● Your instructions:
The answer must be a single number: how many lines in the records below contain the word "derive".

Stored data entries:
• • • • •

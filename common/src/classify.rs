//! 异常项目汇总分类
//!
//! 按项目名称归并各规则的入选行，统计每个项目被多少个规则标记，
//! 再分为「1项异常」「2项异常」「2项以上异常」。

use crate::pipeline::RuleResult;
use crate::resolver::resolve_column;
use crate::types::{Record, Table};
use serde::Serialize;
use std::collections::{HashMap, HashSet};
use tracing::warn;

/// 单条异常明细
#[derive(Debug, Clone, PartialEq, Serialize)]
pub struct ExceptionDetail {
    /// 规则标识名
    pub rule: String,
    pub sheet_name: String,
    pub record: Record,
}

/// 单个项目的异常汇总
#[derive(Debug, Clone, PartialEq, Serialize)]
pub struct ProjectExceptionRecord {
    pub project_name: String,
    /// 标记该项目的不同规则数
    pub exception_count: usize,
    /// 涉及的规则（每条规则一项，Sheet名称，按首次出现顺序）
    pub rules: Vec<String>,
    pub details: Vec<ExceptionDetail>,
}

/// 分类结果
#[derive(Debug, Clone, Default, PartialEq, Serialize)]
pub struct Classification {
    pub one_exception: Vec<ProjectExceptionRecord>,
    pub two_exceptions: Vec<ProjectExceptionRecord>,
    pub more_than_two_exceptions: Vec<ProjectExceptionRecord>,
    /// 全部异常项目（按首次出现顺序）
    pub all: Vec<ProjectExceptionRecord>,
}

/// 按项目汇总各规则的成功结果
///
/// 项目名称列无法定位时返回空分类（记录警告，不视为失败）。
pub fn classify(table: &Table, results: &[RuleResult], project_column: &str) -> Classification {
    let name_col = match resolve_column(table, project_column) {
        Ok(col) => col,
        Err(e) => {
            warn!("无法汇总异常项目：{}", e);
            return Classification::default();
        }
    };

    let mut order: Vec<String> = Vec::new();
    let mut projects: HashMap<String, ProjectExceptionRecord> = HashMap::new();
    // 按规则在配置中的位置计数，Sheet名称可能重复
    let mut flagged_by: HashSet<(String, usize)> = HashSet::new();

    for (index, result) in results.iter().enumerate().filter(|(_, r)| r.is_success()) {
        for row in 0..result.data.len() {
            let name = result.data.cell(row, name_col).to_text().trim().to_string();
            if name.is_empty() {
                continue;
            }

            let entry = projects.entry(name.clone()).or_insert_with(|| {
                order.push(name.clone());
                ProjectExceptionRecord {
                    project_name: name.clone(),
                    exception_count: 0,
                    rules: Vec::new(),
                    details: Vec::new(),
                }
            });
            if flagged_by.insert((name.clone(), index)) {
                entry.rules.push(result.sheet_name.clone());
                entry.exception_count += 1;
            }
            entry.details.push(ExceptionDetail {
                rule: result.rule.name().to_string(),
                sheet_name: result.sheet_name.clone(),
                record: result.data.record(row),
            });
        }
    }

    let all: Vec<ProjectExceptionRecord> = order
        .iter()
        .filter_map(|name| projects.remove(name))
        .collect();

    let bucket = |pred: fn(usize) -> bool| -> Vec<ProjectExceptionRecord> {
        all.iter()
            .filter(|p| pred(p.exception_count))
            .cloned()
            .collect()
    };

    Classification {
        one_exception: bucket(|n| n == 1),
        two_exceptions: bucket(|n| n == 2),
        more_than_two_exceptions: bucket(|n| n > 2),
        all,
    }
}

• • • • •

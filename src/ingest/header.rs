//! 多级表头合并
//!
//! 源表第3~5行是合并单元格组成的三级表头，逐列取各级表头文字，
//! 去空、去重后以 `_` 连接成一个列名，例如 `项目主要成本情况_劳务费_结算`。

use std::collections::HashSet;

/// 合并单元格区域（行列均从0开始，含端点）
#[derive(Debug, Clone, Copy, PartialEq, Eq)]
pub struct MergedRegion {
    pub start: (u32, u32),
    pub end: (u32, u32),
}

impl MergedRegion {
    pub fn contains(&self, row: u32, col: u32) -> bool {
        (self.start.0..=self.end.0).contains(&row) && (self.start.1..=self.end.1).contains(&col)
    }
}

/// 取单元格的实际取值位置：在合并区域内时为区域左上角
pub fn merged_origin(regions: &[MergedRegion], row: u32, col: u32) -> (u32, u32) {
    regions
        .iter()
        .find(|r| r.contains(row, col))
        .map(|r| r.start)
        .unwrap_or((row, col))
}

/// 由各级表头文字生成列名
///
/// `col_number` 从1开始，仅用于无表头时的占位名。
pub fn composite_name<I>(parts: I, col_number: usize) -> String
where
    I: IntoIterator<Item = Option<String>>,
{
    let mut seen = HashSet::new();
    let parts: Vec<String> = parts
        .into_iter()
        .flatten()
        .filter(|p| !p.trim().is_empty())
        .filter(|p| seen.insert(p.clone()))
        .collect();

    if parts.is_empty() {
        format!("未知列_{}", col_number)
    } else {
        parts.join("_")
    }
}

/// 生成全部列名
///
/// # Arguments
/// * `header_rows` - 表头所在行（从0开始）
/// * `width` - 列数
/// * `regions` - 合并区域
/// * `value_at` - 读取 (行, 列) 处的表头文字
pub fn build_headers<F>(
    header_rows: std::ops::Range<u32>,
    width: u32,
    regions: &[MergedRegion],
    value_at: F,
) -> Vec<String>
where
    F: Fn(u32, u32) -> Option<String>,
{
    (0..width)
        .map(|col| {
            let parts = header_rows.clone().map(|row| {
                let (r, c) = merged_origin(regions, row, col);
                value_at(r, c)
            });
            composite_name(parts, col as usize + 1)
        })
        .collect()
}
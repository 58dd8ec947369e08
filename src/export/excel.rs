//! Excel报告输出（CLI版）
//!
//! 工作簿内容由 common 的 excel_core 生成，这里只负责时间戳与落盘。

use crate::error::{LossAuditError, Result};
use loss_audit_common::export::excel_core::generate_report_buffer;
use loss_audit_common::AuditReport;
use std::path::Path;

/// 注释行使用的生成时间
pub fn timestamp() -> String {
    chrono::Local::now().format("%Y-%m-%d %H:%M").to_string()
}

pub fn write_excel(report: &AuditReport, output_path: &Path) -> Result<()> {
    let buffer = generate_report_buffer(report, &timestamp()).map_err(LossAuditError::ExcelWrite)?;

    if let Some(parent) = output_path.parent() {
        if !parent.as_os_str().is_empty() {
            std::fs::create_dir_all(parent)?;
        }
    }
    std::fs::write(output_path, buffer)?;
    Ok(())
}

• • • • •

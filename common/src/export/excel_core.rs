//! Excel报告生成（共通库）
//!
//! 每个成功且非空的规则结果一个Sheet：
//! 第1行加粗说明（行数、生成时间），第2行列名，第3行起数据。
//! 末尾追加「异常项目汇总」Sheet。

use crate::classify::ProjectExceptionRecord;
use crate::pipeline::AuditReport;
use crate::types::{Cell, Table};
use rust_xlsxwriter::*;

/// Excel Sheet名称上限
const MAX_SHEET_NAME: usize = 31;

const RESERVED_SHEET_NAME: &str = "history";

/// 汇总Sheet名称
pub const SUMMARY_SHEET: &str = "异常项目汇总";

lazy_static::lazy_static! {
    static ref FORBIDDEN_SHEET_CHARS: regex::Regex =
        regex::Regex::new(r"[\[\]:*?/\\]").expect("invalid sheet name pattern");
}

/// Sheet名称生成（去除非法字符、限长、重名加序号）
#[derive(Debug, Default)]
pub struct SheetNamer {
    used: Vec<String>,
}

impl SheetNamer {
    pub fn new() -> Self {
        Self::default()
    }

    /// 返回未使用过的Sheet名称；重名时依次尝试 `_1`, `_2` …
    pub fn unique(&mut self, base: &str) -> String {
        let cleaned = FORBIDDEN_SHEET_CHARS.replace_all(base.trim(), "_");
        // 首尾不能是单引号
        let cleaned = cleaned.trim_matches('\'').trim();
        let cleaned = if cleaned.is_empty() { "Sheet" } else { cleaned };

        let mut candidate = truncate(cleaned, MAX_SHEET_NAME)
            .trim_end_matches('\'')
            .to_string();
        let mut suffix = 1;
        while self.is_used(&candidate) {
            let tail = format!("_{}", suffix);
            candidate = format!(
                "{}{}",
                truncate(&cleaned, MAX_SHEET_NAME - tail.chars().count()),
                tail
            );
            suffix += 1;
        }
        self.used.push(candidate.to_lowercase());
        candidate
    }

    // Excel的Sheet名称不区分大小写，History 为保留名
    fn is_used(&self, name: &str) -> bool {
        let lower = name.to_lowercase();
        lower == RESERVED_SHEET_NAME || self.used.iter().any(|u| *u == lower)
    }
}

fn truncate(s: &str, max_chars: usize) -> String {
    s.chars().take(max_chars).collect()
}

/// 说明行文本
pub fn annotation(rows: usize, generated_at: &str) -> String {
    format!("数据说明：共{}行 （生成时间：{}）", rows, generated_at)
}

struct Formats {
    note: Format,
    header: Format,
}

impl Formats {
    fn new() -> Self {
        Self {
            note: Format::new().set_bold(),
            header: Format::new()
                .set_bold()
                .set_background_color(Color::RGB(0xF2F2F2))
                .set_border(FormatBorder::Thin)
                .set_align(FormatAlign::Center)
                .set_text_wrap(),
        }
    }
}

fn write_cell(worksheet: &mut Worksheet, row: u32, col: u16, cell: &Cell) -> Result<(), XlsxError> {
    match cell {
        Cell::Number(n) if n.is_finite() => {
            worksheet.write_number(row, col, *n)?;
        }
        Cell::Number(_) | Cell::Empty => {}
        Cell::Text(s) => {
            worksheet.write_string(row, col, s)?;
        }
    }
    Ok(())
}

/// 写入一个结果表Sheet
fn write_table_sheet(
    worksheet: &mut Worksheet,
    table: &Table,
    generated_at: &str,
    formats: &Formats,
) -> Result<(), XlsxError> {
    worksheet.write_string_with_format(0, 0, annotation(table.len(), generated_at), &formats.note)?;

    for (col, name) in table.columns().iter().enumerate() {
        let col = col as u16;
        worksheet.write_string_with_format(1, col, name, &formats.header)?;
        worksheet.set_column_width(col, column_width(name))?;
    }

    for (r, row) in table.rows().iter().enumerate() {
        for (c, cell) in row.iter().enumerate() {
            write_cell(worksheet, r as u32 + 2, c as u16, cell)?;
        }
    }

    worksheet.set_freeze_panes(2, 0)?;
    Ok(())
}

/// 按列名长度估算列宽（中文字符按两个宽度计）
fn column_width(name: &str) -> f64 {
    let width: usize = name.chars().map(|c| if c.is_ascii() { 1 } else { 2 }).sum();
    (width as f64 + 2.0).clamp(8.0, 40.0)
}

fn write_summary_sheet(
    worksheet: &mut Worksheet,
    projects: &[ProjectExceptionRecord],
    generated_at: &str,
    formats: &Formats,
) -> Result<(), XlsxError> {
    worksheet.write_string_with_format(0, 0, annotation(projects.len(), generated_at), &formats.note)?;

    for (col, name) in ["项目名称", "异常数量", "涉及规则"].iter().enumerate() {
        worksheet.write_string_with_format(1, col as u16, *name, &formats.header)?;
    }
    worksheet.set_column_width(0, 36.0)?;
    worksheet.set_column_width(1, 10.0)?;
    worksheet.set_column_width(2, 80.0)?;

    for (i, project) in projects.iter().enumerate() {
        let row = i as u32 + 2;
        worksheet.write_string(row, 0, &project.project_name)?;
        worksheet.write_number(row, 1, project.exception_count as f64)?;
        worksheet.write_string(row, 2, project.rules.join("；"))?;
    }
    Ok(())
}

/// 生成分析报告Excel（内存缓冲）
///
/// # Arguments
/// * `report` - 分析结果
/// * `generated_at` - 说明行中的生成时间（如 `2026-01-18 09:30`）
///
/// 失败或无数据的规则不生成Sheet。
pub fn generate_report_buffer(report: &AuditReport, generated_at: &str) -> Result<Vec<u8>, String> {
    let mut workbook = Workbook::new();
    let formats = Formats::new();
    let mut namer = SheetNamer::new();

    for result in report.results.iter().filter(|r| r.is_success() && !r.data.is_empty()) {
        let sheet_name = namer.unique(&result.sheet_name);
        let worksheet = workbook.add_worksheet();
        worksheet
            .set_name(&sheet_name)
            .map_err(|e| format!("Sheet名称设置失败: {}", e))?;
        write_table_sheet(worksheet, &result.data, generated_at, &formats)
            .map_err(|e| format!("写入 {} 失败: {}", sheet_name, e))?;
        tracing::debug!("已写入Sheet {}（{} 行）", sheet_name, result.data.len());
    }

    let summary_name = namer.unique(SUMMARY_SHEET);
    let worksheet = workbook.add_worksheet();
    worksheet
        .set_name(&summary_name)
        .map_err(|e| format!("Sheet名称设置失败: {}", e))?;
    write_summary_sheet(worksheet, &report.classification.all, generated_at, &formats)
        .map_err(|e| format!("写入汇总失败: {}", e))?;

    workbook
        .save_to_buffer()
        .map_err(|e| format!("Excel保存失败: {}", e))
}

• • • • •

● Answer to this problem:
5